| ACTIVITY |
Restate word for word the lines beginning with the one that contains "std::iter::repeat(None)" and ending at the bottom of the records below, both included.

[Data records]
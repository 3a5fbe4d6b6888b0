//! Indicator trait definitions.

/// Trait for technical indicators.
///
/// Indicators process price data and produce derived values
/// useful for trading decisions.
pub trait Indicator: Send + Sync {
    /// Calculate indicator values for the given data.
    ///
    /// Returns one value per position that has enough history, so the
    /// first value corresponds to `data[self.period() - 1]`. Returns an empty
    /// vector when there is not enough data.
    fn calculate(&self, data: &[f64]) -> Vec<f64>;

    /// Get the minimum data points required.
    fn period(&self) -> usize;

    /// Get the name of the indicator.
    fn name(&self) -> &str;

    /// Calculate values aligned index-for-index with `data`.
    ///
    /// Positions without enough history are `None`, never zero.
    fn calculate_aligned(&self, data: &[f64]) -> Vec<Option<f64>> {
        let values = self.calculate(data);
        let warmup = data.len() - values.len();

        std::iter::repeat(None)
            .take(warmup)
            .chain(values.into_iter().map(Some))
            .collect()
    }
}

| TASK OUTPUT |
        std::iter::repeat(None)
            .take(warmup)
            .chain(values.into_iter().map(Some))
            .collect()
    }
}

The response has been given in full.